### Data for review
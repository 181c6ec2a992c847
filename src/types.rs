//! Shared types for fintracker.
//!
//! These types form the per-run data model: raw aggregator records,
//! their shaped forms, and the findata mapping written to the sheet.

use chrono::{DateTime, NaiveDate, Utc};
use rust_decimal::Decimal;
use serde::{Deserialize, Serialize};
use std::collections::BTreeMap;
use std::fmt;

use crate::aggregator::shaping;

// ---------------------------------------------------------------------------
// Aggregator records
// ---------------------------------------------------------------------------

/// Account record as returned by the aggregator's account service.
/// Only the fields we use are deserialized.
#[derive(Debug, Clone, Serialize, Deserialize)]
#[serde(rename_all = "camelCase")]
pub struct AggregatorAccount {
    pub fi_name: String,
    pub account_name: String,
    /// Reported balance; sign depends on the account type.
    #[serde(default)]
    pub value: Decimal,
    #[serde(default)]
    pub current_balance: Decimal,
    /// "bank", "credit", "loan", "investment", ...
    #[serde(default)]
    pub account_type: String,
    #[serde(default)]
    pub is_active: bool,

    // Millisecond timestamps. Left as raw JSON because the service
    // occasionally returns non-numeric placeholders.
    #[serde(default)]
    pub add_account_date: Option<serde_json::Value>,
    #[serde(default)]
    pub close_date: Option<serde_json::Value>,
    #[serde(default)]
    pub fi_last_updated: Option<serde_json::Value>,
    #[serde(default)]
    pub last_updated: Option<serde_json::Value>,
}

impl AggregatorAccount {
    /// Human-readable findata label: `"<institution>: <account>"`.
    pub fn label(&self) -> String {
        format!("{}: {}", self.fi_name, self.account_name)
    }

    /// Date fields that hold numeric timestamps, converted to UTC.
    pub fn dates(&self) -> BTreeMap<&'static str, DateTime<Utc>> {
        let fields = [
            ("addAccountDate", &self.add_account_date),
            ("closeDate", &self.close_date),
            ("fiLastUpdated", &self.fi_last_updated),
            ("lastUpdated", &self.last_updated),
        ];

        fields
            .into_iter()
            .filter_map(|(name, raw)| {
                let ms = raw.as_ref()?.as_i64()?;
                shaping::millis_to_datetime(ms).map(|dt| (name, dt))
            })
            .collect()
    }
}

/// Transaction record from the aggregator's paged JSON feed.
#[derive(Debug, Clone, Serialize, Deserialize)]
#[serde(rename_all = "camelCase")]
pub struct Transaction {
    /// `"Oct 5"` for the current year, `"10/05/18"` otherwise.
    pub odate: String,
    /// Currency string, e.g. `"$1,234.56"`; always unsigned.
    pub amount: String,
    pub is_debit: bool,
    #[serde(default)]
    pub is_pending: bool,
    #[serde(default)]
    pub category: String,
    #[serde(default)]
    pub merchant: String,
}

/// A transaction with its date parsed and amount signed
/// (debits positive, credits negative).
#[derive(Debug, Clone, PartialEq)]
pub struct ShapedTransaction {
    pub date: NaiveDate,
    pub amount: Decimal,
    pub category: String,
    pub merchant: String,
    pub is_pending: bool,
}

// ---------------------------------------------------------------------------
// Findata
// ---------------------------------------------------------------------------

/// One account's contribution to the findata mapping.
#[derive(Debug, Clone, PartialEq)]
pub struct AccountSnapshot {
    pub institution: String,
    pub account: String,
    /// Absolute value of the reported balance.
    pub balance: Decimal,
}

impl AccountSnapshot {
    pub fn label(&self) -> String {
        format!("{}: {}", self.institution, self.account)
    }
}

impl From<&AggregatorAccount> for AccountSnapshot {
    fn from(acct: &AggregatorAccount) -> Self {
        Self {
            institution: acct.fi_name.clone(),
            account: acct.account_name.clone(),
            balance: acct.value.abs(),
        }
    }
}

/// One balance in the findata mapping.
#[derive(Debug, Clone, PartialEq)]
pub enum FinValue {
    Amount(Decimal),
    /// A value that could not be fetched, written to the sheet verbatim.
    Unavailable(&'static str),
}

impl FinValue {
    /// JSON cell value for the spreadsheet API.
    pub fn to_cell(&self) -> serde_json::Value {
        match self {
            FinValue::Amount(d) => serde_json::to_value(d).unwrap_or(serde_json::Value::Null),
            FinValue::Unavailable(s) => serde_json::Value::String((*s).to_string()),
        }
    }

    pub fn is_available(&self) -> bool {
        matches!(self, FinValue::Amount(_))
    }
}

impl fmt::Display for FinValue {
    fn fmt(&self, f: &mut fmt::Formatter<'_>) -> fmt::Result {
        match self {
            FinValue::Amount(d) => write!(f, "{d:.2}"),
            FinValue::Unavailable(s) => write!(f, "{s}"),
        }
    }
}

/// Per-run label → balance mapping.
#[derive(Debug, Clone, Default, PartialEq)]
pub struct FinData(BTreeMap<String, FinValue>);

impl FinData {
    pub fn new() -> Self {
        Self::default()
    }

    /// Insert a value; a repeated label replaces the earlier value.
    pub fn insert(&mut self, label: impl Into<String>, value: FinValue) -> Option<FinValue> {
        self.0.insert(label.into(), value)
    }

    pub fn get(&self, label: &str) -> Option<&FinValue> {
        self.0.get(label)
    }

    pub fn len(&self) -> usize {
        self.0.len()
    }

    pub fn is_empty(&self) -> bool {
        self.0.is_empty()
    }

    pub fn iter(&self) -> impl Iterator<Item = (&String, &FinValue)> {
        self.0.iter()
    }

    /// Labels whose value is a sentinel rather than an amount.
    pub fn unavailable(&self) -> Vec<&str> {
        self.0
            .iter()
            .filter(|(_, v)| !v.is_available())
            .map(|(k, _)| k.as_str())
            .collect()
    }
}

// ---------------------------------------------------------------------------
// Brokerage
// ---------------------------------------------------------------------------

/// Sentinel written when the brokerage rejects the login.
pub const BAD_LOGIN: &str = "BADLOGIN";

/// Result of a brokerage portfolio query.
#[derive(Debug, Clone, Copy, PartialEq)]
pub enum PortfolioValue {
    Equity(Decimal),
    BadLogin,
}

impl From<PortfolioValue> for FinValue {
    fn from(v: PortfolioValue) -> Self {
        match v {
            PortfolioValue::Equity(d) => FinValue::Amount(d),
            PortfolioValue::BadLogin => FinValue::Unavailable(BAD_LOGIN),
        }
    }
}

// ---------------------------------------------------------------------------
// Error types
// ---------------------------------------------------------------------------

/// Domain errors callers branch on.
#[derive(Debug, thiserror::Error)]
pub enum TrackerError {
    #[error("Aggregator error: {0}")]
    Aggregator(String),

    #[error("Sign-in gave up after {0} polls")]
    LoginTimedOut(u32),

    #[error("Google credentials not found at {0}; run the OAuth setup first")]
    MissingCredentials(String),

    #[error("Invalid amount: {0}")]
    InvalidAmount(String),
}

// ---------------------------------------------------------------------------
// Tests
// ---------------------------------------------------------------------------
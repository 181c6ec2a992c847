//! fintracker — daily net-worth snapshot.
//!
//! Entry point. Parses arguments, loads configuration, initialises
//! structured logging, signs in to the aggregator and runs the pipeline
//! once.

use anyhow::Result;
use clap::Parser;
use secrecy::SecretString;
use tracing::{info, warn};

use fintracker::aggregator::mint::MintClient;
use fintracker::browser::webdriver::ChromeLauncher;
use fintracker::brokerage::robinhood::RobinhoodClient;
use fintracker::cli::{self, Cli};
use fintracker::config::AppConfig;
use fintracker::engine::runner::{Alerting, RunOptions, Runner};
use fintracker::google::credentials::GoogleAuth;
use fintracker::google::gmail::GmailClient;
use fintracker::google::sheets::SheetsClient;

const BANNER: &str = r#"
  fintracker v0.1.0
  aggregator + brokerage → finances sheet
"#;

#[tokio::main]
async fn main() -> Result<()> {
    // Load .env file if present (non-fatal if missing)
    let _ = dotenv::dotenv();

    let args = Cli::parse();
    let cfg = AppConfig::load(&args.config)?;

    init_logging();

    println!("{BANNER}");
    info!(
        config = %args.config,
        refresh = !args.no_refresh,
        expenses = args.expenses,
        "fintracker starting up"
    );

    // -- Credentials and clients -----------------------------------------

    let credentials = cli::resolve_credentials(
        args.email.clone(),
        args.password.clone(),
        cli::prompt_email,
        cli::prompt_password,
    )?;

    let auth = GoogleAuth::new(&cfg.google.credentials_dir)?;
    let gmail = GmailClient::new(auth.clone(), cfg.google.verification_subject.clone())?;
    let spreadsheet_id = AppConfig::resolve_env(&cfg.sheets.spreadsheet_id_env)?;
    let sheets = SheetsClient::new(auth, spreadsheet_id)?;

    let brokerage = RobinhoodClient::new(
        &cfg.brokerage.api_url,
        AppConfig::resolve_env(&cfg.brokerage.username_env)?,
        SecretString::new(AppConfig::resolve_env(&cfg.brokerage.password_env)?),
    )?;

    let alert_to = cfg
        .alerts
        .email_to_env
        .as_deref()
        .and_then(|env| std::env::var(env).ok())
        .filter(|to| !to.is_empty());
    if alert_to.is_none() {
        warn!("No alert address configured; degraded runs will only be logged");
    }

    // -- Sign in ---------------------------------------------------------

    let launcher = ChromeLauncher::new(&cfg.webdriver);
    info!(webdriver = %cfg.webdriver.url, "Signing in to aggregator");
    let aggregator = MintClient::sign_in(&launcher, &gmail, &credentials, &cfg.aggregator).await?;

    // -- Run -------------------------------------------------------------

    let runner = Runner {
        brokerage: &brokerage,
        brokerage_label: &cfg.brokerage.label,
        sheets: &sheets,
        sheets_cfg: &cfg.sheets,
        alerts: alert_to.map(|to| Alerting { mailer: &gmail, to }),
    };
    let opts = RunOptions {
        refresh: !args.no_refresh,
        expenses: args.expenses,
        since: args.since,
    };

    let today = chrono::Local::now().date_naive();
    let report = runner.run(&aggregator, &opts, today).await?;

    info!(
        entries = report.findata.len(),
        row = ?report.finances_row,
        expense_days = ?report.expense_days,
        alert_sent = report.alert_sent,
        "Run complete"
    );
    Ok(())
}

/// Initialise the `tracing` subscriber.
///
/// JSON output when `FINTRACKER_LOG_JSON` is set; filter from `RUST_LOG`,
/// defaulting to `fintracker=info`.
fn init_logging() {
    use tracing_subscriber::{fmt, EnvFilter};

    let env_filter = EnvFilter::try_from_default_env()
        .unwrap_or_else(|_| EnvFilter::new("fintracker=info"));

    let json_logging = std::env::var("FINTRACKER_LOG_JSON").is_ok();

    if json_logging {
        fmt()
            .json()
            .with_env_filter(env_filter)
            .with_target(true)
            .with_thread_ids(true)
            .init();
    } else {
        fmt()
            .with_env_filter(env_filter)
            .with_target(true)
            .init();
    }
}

### Work item
Check each line above for the string "RobinhoodClient" and copy the ones that have it.

### Solution to the problem
use fintracker::brokerage::robinhood::RobinhoodClient;
    let brokerage = RobinhoodClient::new(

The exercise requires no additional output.